Ils vont au CFA pour apprendre la théorie, la pratique et certaines techniques utilisées en entreprise, indispensables à la maîtrise du métier ; Pascal PORTE parle bien entendu des métiers d'art qui exigent, selon les trois éthiques réparation restauration conservation , des techniques et des coups de main bien spécifiques.
Aujourd'hui, Pascal PORTE représente le CFA de l'ameublement dit « La Bonne Graine » qui est géré par la chambre d'apprentissage des industries de l'ameublement. Il a été fondé en 1866 par l'Impératrice Eugénie et forme près de 600 jeunes à 13 métiers dont 12 métiers d'art. A ce jour, il a formé plus de 27 000 apprentis ; Pascal PORTE et son équipe en sont fiers et ils font tout pour que cela continue avec les moyens dont ils disposent.
La Bonne Graine forme aux métiers du bois, en ébénisterie, tapisserie, dorure à la feuille, restauration de tapis, de tapisseries, encadrement d'art, dessinateur industriel d'ameublement et le métier d'emballeur professionnel, qui n'est pas un métier d'art, mais qui est très important puisque c'est la personne qui fait voyager les oeuvres d'art. C'est un métier de caisses et de menuiserie.
Tous ces métiers et ces savoir-faire sont dispensés d'une part au CFA, mais la partie quasiment la plus importante pour Pascal PORTE est celle qui est dispensée chez le maître d'apprentissage et les artisans. Trop souvent, l'apprentissage fait apparaître le CFA, l'apprenti, on ne parle pas suffisamment des maîtres d'apprentissage qui donnent énormément de leur temps pour former les futurs professionnels. Accueillir un jeune dans une entreprise n'est pas chose facile. Il faut se soumettre aux exigences de la sécurité du travail et autres contraintes administratives. il faut instaurer un relationnel étroit avec le centre de formation. En fait, il faut le vouloir profondément. Pascal PORTE en profiter pour remercier les maîtres d'apprentissage.

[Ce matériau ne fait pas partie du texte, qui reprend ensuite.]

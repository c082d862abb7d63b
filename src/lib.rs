//! Cuts a georeferenced raster image into slippy map tiles at one zoom level.
//!
//! A [`TileMapper`] works out which tiles an image covers, resamples the image
//! so it lines up pixel for pixel with the tile grid, optionally fills
//! everything outside a "valid" zone with a solid color, and writes one file
//! per tile.

#[macro_use]
extern crate log;

pub mod canvas;
pub mod geo;
pub mod job;
pub mod mapper;
pub mod projection;
pub mod tile;
pub mod util;

pub use canvas::{RasterCanvas, ResizeFilter};
pub use geo::{GeoPoint, GeoZone};
pub use job::Job;
pub use mapper::{BuildOptions, PixelMargins, TileMapper};
pub use projection::{MercatorProjector, ProjectionError, Projector};
pub use tile::{GridTile, LatLon, TileBounds, TileIndex, TILE_SIZE};
pub use util::{distance, haversine, tile_filename, DistanceUnit, DEFAULT_FILENAME_TEMPLATE};

use std::path::PathBuf;
use thiserror::Error;

#[derive(Error, Debug)]
pub enum TilerError {
    #[error("invalid argument: {0}")]
    InvalidArgument(String),
    #[error("folder {0} does not exist")]
    MissingFolder(PathBuf),
    #[error("filesystem error on {path}: {source}")]
    Filesystem {
        path: PathBuf,
        source: std::io::Error,
    },
    #[error("projection error: {0}")]
    Projection(#[from] ProjectionError),
    #[error("image error: {0}")]
    Image(#[from] image::ImageError),
    #[error("some I/O error: {0}")]
    Io(#[from] std::io::Error),
    #[error("some serde json error: {0}")]
    Json(#[from] serde_json::Error),
}

impl TilerError {
    pub(crate) fn filesystem(path: impl Into<PathBuf>) -> impl FnOnce(std::io::Error) -> TilerError {
        let path = path.into();
        move |source| TilerError::Filesystem { path, source }
    }

    /// True for the errors caused by the output folder or by writing tiles.
    pub fn is_filesystem(&self) -> bool {
        matches!(
            self,
            TilerError::MissingFolder(_) | TilerError::Filesystem { .. }
        )
    }
}
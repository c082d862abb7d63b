use crate::tile::{LatLon, TileBounds, TileIndex, TILE_SIZE};
use std::f64::consts::PI;
use thiserror::Error;

// https://wiki.openstreetmap.org/wiki/Slippy_map_tilenames

pub const MAX_LATITUDE: f64 = 85.05112877980659;
pub const MAX_ZOOM: u32 = 30;

pub trait Projector {
    /// Index of the tile covering `(lat, lon)` at `zoom`.
    fn lat_lon_to_tile(&self, lat: f64, lon: f64, zoom: u32) -> Result<TileIndex, ProjectionError>;

    /// Geographic extent of a tile.
    ///
    /// Latitudes are southward-positive: the row is read from the south, so
    /// the returned latitudes are those of the mirrored row. Callers negate
    /// both latitudes (see [`TileBounds::flip_latitude`]) to get the tile's
    /// real north/south edges, with `min.lat` the north edge and `max.lat`
    /// the south edge.
    fn tile_lat_lon_bounds(&self, tile: TileIndex, zoom: u32) -> Result<TileBounds, ProjectionError>;

    fn tile_size(&self) -> u32 {
        TILE_SIZE
    }
}

/// Spherical Web Mercator, 256 pixel tiles.
#[derive(Debug, Clone, Copy, Default)]
pub struct MercatorProjector {}

impl MercatorProjector {
    pub fn new() -> Self {
        MercatorProjector {}
    }

    fn tiles_per_axis(zoom: u32) -> Result<i64, ProjectionError> {
        if zoom > MAX_ZOOM {
            return Err(ProjectionError::InvalidZoom(zoom));
        }
        Ok(1i64 << zoom)
    }

    fn column_longitude(x: i64, n: i64) -> f64 {
        x as f64 / n as f64 * 360. - 180.
    }

    // Latitude of the north edge of row `y`, rows counted from the north.
    fn row_latitude(y: i64, n: i64) -> f64 {
        (PI * (1. - 2. * y as f64 / n as f64)).sinh().atan().to_degrees()
    }
}

impl Projector for MercatorProjector {
    fn lat_lon_to_tile(&self, lat: f64, lon: f64, zoom: u32) -> Result<TileIndex, ProjectionError> {
        if !lat.is_finite() || lat.abs() > MAX_LATITUDE {
            return Err(ProjectionError::InvalidLatitude(lat));
        }
        if !lon.is_finite() || lon.abs() > 180. {
            return Err(ProjectionError::InvalidLongitude(lon));
        }
        let n = Self::tiles_per_axis(zoom)?;

        let lat_rad = lat.to_radians();
        let x = ((lon + 180.) / 360. * n as f64).floor() as i64;
        let y = ((1. - lat_rad.tan().asinh() / PI) / 2. * n as f64).floor() as i64;

        Ok(TileIndex::new(x.clamp(0, n - 1), y.clamp(0, n - 1)))
    }

    fn tile_lat_lon_bounds(&self, tile: TileIndex, zoom: u32) -> Result<TileBounds, ProjectionError> {
        let n = Self::tiles_per_axis(zoom)?;
        if !(0..n).contains(&tile.x) || !(0..n).contains(&tile.y) {
            return Err(ProjectionError::TileOutOfRange(tile, zoom));
        }

        // Reading row y from the south puts its south edge at the mirror of
        // row y's north edge.
        Ok(TileBounds {
            min: LatLon {
                lat: -Self::row_latitude(tile.y, n),
                lon: Self::column_longitude(tile.x, n),
            },
            max: LatLon {
                lat: -Self::row_latitude(tile.y + 1, n),
                lon: Self::column_longitude(tile.x + 1, n),
            },
        })
    }
}

#[derive(Error, Debug, PartialEq)]
pub enum ProjectionError {
    #[error("latitude {0} is outside the Web Mercator range")]
    InvalidLatitude(f64),
    #[error("longitude {0} is outside [-180, 180]")]
    InvalidLongitude(f64),
    #[error("zoom level {0} is not supported")]
    InvalidZoom(u32),
    #[error("tile {0} does not exist at zoom {1}")]
    TileOutOfRange(TileIndex, u32),
}
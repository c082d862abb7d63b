use crate::TilerError;
use std::str::FromStr;

/// WGS84 equatorial radius, in meters.
pub const EARTH_RADIUS: f64 = 6_378_137.;

pub const DEFAULT_FILENAME_TEMPLATE: &str = "%zoom%_%tilex%_%tiley%.%ext%";

#[derive(Debug, Clone, Copy, PartialEq, Eq, Default)]
pub enum DistanceUnit {
    #[default]
    Meters,
    Kilometers,
}

impl FromStr for DistanceUnit {
    type Err = TilerError;

    fn from_str(s: &str) -> Result<Self, Self::Err> {
        match s {
            "m" => Ok(DistanceUnit::Meters),
            "km" => Ok(DistanceUnit::Kilometers),
            _ => Err(TilerError::InvalidArgument(format!(
                "unit not recognized: {}",
                s
            ))),
        }
    }
}

/// Great-circle distance between two points (haversine), on a sphere of
/// radius [`EARTH_RADIUS`].
pub fn haversine(lat1: f64, lon1: f64, lat2: f64, lon2: f64, unit: DistanceUnit) -> f64 {
    let (rla1, rlo1) = (lat1.to_radians(), lon1.to_radians());
    let (rla2, rlo2) = (lat2.to_radians(), lon2.to_radians());
    let dlo = (rlo2 - rlo1) / 2.;
    let dla = (rla2 - rla1) / 2.;

    let a = dla.sin() * dla.sin() + rla1.cos() * rla2.cos() * (dlo.sin() * dlo.sin());
    let c = 2. * a.sqrt().atan2((1. - a).sqrt());
    let meters = EARTH_RADIUS * c;

    match unit {
        DistanceUnit::Meters => meters,
        DistanceUnit::Kilometers => meters / 1000.,
    }
}

/// Same as [`haversine`], with the unit given by its symbol (`"m"` or `"km"`).
pub fn distance(lat1: f64, lon1: f64, lat2: f64, lon2: f64, unit: &str) -> Result<f64, TilerError> {
    let unit: DistanceUnit = unit.parse()?;
    Ok(haversine(lat1, lon1, lat2, lon2, unit))
}

/// Expands the `%zoom%`, `%tilex%`, `%tiley%` and `%ext%` placeholders of a
/// tile filename template.
pub fn tile_filename(template: &str, zoom: u32, tile_x: i64, tile_y: i64, ext: &str) -> String {
    template
        .replace("%zoom%", &zoom.to_string())
        .replace("%tilex%", &tile_x.to_string())
        .replace("%tiley%", &tile_y.to_string())
        .replace("%ext%", ext)
}

#[cfg(test)]
mod tests {
    use super::*;
    use rand::{thread_rng, Rng};

    const EPSILON: f64 = 1e-6;

    #[test]
    fn test_known_distance() {
        // Paris (Notre-Dame) to London (Trafalgar Square), roughly 343 km
        let d = distance(48.853, 2.3499, 51.508, -0.128, "km").unwrap();
        assert!((d - 343.).abs() < 5., "got {} km", d);
    }

    #[test]
    fn test_quarter_meridian() {
        let d = distance(0., 0., 90., 0., "m").unwrap();
        let expected = EARTH_RADIUS * std::f64::consts::PI / 2.;
        assert!((d - expected).abs() < 1e-3);
    }

    #[test]
    fn test_same_point_is_zero() {
        assert!(distance(48.86, 2.34, 48.86, 2.34, "m").unwrap().abs() < EPSILON);
        assert!(distance(-33.9, 151.2, -33.9, 151.2, "km").unwrap().abs() < EPSILON);
    }

    #[test]
    fn test_unknown_unit() {
        let err = distance(0., 0., 1., 1., "mi").unwrap_err();
        assert!(matches!(err, TilerError::InvalidArgument(_)));
        assert!(distance(0., 0., 1., 1., "").is_err());
        assert!(distance(0., 0., 1., 1., "KM").is_err());
    }

    #[test]
    fn test_units_and_symmetry_random_points() {
        let mut rng = thread_rng();
        for _ in 0..1000 {
            let (lat1, lon1) = (rng.gen_range(-90.0..90.0), rng.gen_range(-180.0..180.0));
            let (lat2, lon2) = (rng.gen_range(-90.0..90.0), rng.gen_range(-180.0..180.0));

            let m = distance(lat1, lon1, lat2, lon2, "m").unwrap();
            let km = distance(lat1, lon1, lat2, lon2, "km").unwrap();
            let back = distance(lat2, lon2, lat1, lon1, "m").unwrap();

            assert!((m - km * 1000.).abs() < 1e-3, "{} m vs {} km", m, km);
            assert!((m - back).abs() < 1e-3, "{} vs {}", m, back);
            assert!(m >= 0.);
        }
    }

    #[test]
    fn test_default_template() {
        assert_eq!(
            tile_filename(DEFAULT_FILENAME_TEMPLATE, 5, 10, 7, "png"),
            "5_10_7.png"
        );
    }

    #[test]
    fn test_custom_template() {
        assert_eq!(
            tile_filename("%zoom%/%tilex%/%tiley%.%ext%", 15, 16596, 11271, "jpg"),
            "15/16596/11271.jpg"
        );
        assert_eq!(
            tile_filename("tile-%tilex%-%tilex%", 3, 1, 2, "png"),
            "tile-1-1"
        );
    }
}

Si dans les trois dernières décennies l'apprentissage a changé, et en bien, il faut admettre que l'on peut être parfois déconcerté par les nouveaux référentiels pédagogiques. En effet, s'il est bien de dispenser des cours de mathématiques, de français, de VSP, de langues, ajouter au cours de dessin d'art les technologies du métier et l'histoire de l'art, il n'en est plus de même avec les cours d'histoire géographie, d'EPS, et bientôt de secourisme.
Bien sûr, chaque matière a sa valeur, mais multiplier le nombre de cours vient à l'encontre de ce qui fait la force de l'apprentissage, c'est la formation professionnelle. Il faut diriger davantage les apprentis sur le côté professionnel de la formation, cibler concrètement les besoins des entreprises, des marchés et des maîtres d'apprentissage.
Sur 15 ans, les cours professionnels ont été élagués de près de 30 % pour y ajouter des matières de plus en plus générales qui, malgré leur importance, grèvent la partie purement professionnelle. Idem pour les collègues et amis des lycées professionnels.
Oui, l'apprentissage a fait ses preuves, il reste et restera l'un des meilleurs systèmes de formation, cependant, il va falloir changer certaines mentalités, ne plus considérer la voie technique comme une voie de garage, changer la sémantique et l'image elle-même de l'apprentissage -?pour cela, le ministre fait un bon et important travail. Il faut, et cela à partir du plus jeune âge, présenter aux jeunes tous les métiers qui existent et ne pas se contenter des professions élitistes en excluant systématiquement les professions et les métiers dits manuels.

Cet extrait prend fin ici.